CBP proposal goes beyond security modernization and creates a sweeping surveillance regime that follows travelers across their digital lives
The new architecture of American entry screening
 

The U.S. is poised to become one of the most demanding Western democracies for entry screening, setting a new standard for governmental reach into the private digital lives of foreign nationals.

That is the unmistakable trajectory of a proposed Customs and Border Protection (CBP) information collection rule that would transform routine travel authorization into a sweeping personal data intake system, combining biometrics, social media histories, geolocation, device metadata, and detailed family-network information into a consolidated federal risk assessment pipeline.

Framed by CBP as a modernization effort, the notice instead marks one of the most consequential expansions of federal travel surveillance since the aftermath of 9/11, redrawing the line between border control and digital interrogation.

The proposal, published in the Federal Register, centers on a multistage overhaul of both the I-94 arrival and departure process and the Electronic System for Travel Authorization (ESTA), the mechanism used by millions of travelers from visa waiver countries each year.

On its surface, CBP casts the proposal as a routine update that is needed to strengthen identity verification and reduce fraud. But in practice, the changes will create a biometric-verified, device-linked analytical portrait of travelers before they ever set foot on U.S. soil.

The rules emerge from a pair of structural shifts underway inside the Department of Homeland Security (DHS): the migration of identity checks from documents to smartphones, and the incorporation of social, familial, and digital metadata into risk classification.

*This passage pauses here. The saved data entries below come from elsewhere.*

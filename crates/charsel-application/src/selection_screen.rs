//! The character selection screen use case.

use std::sync::{Arc, RwLock};

use charsel_core::character::{Character, CharacterCatalog};
use charsel_core::config::AppConfig;
use charsel_core::error::Result;
use charsel_core::favorites::FavoritesStore;
use charsel_core::platform::{
    button_handler, ButtonConfig, HapticKind, PlatformBridge, PopupButton, PopupParams,
};
use charsel_core::selection::{ConfirmOutcome, SelectionController, SelectionState};
use charsel_core::submission::{SubmissionPipeline, WebhookSender};
use strum::Display;

pub const PREMIUM_POPUP_TITLE: &str = "⭐ Премиум персонаж";
pub const SETTINGS_POPUP_TITLE: &str = "⚙️ Настройки";
const BUY_ID: &str = "buy";
const CANCEL_ID: &str = "cancel";
const FAVORITES_ID: &str = "favorites";
const ALL_ID: &str = "all";
const CLOSE_ID: &str = "close";

/// Which part of the catalog the screen shows.
#[derive(Debug, Clone, Copy, PartialEq, Eq, Default, Display)]
#[strum(serialize_all = "lowercase")]
pub enum CatalogFilter {
    #[default]
    All,
    Favorites,
}

/// What a click on a character card led to.
#[derive(Debug, Clone, Copy, PartialEq, Eq)]
pub enum CardClick {
    /// The character is now the selection.
    Selected,
    /// A premium character was clicked and the user asked to buy access.
    PurchaseRequested,
    /// A premium character was clicked and the popup was dismissed.
    Dismissed,
    /// A submission is in flight; the click was ignored.
    Busy,
}

/// View model of one card.
#[derive(Debug, Clone, PartialEq)]
pub struct CharacterCard {
    pub character: Character,
    pub is_selected: bool,
    pub is_favorite: bool,
}

/// Coordinates the catalog, favorites and the selection controller for one
/// mini-app session.
pub struct SelectionScreen {
    bridge: Arc<dyn PlatformBridge>,
    catalog: CharacterCatalog,
    favorites: Arc<FavoritesStore>,
    controller: Arc<SelectionController>,
    filter: Arc<RwLock<CatalogFilter>>,
}

impl SelectionScreen {
    pub fn new(
        bridge: Arc<dyn PlatformBridge>,
        catalog: CharacterCatalog,
        favorites: Arc<FavoritesStore>,
        controller: Arc<SelectionController>,
    ) -> Self {
        Self {
            bridge,
            catalog,
            favorites,
            controller,
            filter: Arc::new(RwLock::new(CatalogFilter::All)),
        }
    }

    /// Wires favorites, the submission pipeline and the controller from config.
    ///
    /// The identity is read from the bridge once, at launch.
    pub fn assemble(
        bridge: Arc<dyn PlatformBridge>,
        webhook: Arc<dyn WebhookSender>,
        catalog: CharacterCatalog,
        config: &AppConfig,
    ) -> Self {
        let favorites = Arc::new(FavoritesStore::new(
            bridge.clone(),
            config.favorites_key.clone(),
        ));
        let pipeline = SubmissionPipeline::new(webhook, bridge.clone());
        let controller = SelectionController::new(
            bridge.clone(),
            pipeline,
            bridge.identity(),
            config.source.clone(),
        );
        Self::new(bridge, catalog, favorites, controller)
    }

    /// Loads favorites, installs the settings button and signals readiness.
    pub async fn start(&self) {
        self.favorites.load().await;

        let bridge = self.bridge.clone();
        let filter = self.filter.clone();
        let settings = ButtonConfig::shown().with_handler(button_handler(move || {
            let bridge = bridge.clone();
            let filter = filter.clone();
            async move {
                run_settings_popup(bridge.as_ref(), &filter).await;
            }
        }));
        self.bridge.set_settings_button(settings);
        self.controller.refresh_chrome();
        self.bridge.ready();
        tracing::info!(
            "[SelectionScreen] Ready with {} characters, {} favorites",
            self.catalog.len(),
            self.favorites.len()
        );
    }

    pub fn controller(&self) -> &Arc<SelectionController> {
        &self.controller
    }

    pub fn favorites(&self) -> &FavoritesStore {
        &self.favorites
    }

    pub fn catalog(&self) -> &CharacterCatalog {
        &self.catalog
    }

    pub fn state(&self) -> SelectionState {
        self.controller.state()
    }

    /// Handles a click on the card of `character_id`.
    ///
    /// Premium characters require a premium identity; otherwise a purchase
    /// popup is shown instead of selecting.
    pub async fn click_card(&self, character_id: &str) -> Result<CardClick> {
        let character = self.catalog.require(character_id)?.clone();
        if self.controller.state().is_submitting() {
            tracing::debug!(
                "[SelectionScreen] Ignoring click on '{}' while submitting",
                character_id
            );
            return Ok(CardClick::Busy);
        }

        let has_premium = self.controller.identity().is_some_and(|i| i.is_premium);
        if character.is_premium && !has_premium {
            self.bridge.haptic(HapticKind::Medium);
            let answer = self.bridge.popup(premium_popup(&character)).await;
            if answer == BUY_ID {
                tracing::info!("[SelectionScreen] Opening payment for '{}'", character.id);
                return Ok(CardClick::PurchaseRequested);
            }
            return Ok(CardClick::Dismissed);
        }

        self.controller.select(character);
        Ok(CardClick::Selected)
    }

    /// Toggles the favorite mark of `character_id`; returns the new membership.
    pub async fn toggle_favorite(&self, character_id: &str) -> Result<bool> {
        let character = self.catalog.require(character_id)?;
        Ok(self.favorites.toggle(&character.id).await)
    }

    pub async fn confirm(&self) -> Result<ConfirmOutcome> {
        self.controller.confirm().await
    }

    pub fn reset(&self) {
        self.controller.reset();
    }

    /// Shows the settings popup directly, as the settings button does.
    pub async fn open_settings(&self) -> CatalogFilter {
        run_settings_popup(self.bridge.as_ref(), &self.filter).await
    }

    pub fn filter(&self) -> CatalogFilter {
        *self.filter.read().unwrap_or_else(|e| e.into_inner())
    }

    pub fn set_filter(&self, filter: CatalogFilter) {
        *self.filter.write().unwrap_or_else(|e| e.into_inner()) = filter;
    }

    /// Cards for the filtered catalog, in catalog order.
    pub fn cards(&self) -> Vec<CharacterCard> {
        let characters = match self.filter() {
            CatalogFilter::All => self.catalog.all().to_vec(),
            CatalogFilter::Favorites => self.favorites.list(self.catalog.all()),
        };
        let state = self.controller.state();
        characters
            .into_iter()
            .map(|character| CharacterCard {
                is_selected: state.is_selected_id(&character.id),
                is_favorite: self.favorites.is_favorite(&character.id),
                character,
            })
            .collect()
    }

    pub fn heading(&self) -> String {
        match self
            .controller
            .identity()
            .and_then(|i| i.first_name.as_deref())
        {
            Some(first_name) => format!("Привет, {}! 👋", first_name),
            None => "Выберите персонажа 🎭".to_string(),
        }
    }

    pub fn subtitle(&self) -> &'static str {
        match self.filter() {
            CatalogFilter::All => "Нажмите на карточку для выбора",
            CatalogFilter::Favorites => "Ваши избранные персонажи ❤️",
        }
    }

    /// Hint shown when the favorites view is empty.
    pub fn empty_hint(&self) -> Option<&'static str> {
        if self.filter() == CatalogFilter::Favorites && self.favorites.is_empty() {
            Some("У вас пока нет избранных персонажей")
        } else {
            None
        }
    }

    pub fn close(&self) {
        self.bridge.close();
    }
}

async fn run_settings_popup(
    bridge: &dyn PlatformBridge,
    filter: &RwLock<CatalogFilter>,
) -> CatalogFilter {
    bridge.haptic(HapticKind::Light);
    let answer = bridge.popup(settings_popup()).await;
    let mut current = filter.write().unwrap_or_else(|e| e.into_inner());
    match answer.as_str() {
        FAVORITES_ID => *current = CatalogFilter::Favorites,
        ALL_ID => *current = CatalogFilter::All,
        _ => {}
    }
    tracing::debug!("[SelectionScreen] Settings answered '{}', filter: {}", answer, *current);
    *current
}

fn premium_popup(character: &Character) -> PopupParams {
    let price = character
        .price
        .map(|p| format!("\nЦена: {}₽", p))
        .unwrap_or_default();
    PopupParams::new(format!(
        "{} доступен только для Premium подписчиков.{}",
        character.name, price
    ))
    .with_title(PREMIUM_POPUP_TITLE)
    .with_button(PopupButton::new(BUY_ID, "💎 Купить доступ"))
    .with_button(PopupButton::cancel(CANCEL_ID))
}

fn settings_popup() -> PopupParams {
    PopupParams::new("Выберите действие")
        .with_title(SETTINGS_POPUP_TITLE)
        .with_button(PopupButton::new(FAVORITES_ID, "❤️ Избранное"))
        .with_button(PopupButton::new(ALL_ID, "📋 Все персонажи"))
        .with_button(PopupButton::close(CLOSE_ID))
}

These shifts, taken together, represent a decisive turn toward treating every traveler as a data node in an expanding security graph.

Under the proposed information collection, ESTA applicants will no longer be able to apply through the long-standing web portal. CBP plans to decommission the website entirely and force migrants, tourists, and business travelers alike into the mobile app ecosystem where the agency will have standardized access to device-level information already embedded in modern identity verification tools.

The move is presented as a response to website-based photo uploads that have repeatedly defeated automated facial comparison checks, either because of poor image quality or deliberate manipulation.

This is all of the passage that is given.